**ASSIGNED TASK:** Show every line of the records below that contains the word "limit".

--------------------------------

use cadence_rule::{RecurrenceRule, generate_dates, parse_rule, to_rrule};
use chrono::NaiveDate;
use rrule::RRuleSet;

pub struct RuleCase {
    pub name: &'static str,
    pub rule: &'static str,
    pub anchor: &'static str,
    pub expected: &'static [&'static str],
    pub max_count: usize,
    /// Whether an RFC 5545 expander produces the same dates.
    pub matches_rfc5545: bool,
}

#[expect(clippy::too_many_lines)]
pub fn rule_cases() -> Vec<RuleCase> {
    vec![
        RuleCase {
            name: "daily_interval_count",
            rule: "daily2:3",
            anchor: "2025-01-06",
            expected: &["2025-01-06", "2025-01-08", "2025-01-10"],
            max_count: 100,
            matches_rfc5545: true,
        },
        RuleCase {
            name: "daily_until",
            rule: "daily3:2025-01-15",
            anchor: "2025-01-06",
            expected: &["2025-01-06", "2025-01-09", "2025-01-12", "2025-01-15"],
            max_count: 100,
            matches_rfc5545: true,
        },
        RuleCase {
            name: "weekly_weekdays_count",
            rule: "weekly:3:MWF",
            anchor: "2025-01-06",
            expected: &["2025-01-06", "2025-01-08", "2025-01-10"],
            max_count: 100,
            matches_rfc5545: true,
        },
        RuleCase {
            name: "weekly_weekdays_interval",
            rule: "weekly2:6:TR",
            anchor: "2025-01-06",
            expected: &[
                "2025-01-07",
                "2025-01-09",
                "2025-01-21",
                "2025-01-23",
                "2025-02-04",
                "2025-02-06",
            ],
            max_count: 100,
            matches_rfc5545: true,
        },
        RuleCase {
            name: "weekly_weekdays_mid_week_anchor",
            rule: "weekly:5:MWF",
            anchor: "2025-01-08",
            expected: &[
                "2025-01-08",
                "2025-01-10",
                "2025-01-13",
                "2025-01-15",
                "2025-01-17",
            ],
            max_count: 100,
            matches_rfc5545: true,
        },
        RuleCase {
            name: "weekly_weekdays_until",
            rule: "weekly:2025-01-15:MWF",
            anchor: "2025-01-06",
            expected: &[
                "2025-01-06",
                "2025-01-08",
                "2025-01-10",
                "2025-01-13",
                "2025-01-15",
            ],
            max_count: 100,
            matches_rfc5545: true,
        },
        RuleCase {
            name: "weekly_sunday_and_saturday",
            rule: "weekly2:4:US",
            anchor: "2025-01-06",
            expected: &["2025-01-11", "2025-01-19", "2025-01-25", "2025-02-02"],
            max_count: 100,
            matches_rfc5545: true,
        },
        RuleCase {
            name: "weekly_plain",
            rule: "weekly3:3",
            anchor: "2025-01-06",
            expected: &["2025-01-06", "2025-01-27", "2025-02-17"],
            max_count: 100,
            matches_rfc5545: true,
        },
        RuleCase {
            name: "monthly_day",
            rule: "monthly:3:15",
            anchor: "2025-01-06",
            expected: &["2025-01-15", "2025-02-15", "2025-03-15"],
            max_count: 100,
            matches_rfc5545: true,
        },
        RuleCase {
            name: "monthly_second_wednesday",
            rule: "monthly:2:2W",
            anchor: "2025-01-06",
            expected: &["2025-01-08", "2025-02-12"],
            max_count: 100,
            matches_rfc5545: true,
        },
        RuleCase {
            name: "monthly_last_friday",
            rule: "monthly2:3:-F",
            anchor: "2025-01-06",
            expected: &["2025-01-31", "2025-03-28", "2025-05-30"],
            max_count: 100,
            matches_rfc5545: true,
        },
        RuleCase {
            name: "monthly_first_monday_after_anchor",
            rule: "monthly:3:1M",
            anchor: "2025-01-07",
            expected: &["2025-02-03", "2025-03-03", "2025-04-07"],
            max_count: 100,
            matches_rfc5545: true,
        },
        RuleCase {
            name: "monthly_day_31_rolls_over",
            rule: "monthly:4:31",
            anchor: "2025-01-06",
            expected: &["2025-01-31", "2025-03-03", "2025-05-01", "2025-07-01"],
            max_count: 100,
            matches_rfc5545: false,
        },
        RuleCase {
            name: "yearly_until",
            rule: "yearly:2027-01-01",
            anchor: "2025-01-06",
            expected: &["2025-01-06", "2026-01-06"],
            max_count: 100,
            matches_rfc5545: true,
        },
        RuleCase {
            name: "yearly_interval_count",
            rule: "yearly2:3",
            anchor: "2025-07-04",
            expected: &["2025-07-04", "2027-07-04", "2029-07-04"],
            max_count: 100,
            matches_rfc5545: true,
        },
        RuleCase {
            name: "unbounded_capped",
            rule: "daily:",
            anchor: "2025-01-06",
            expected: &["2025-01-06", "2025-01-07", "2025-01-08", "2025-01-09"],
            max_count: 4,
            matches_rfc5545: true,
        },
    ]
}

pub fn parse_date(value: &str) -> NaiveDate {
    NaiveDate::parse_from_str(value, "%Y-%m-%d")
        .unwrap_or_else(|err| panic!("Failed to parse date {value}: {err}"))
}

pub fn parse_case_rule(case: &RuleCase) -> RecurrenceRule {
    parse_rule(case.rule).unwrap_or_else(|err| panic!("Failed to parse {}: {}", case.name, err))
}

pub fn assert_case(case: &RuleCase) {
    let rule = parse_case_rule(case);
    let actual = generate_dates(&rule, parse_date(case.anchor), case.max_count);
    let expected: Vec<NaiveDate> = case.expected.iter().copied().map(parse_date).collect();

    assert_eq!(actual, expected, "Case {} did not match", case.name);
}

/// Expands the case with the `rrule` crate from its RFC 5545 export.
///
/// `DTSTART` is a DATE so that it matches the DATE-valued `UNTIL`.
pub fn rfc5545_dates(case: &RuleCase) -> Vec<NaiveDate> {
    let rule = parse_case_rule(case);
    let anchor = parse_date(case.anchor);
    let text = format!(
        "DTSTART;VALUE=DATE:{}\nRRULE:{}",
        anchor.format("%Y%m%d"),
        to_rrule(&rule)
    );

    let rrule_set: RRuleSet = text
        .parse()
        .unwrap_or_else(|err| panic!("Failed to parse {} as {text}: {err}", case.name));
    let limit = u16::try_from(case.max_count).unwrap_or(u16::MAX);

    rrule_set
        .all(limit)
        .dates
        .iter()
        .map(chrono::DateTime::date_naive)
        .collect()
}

--------------------------------

**YOUR SOLUTION:**
    let limit = u16::try_from(case.max_count).unwrap_or(u16::MAX);
        .all(limit)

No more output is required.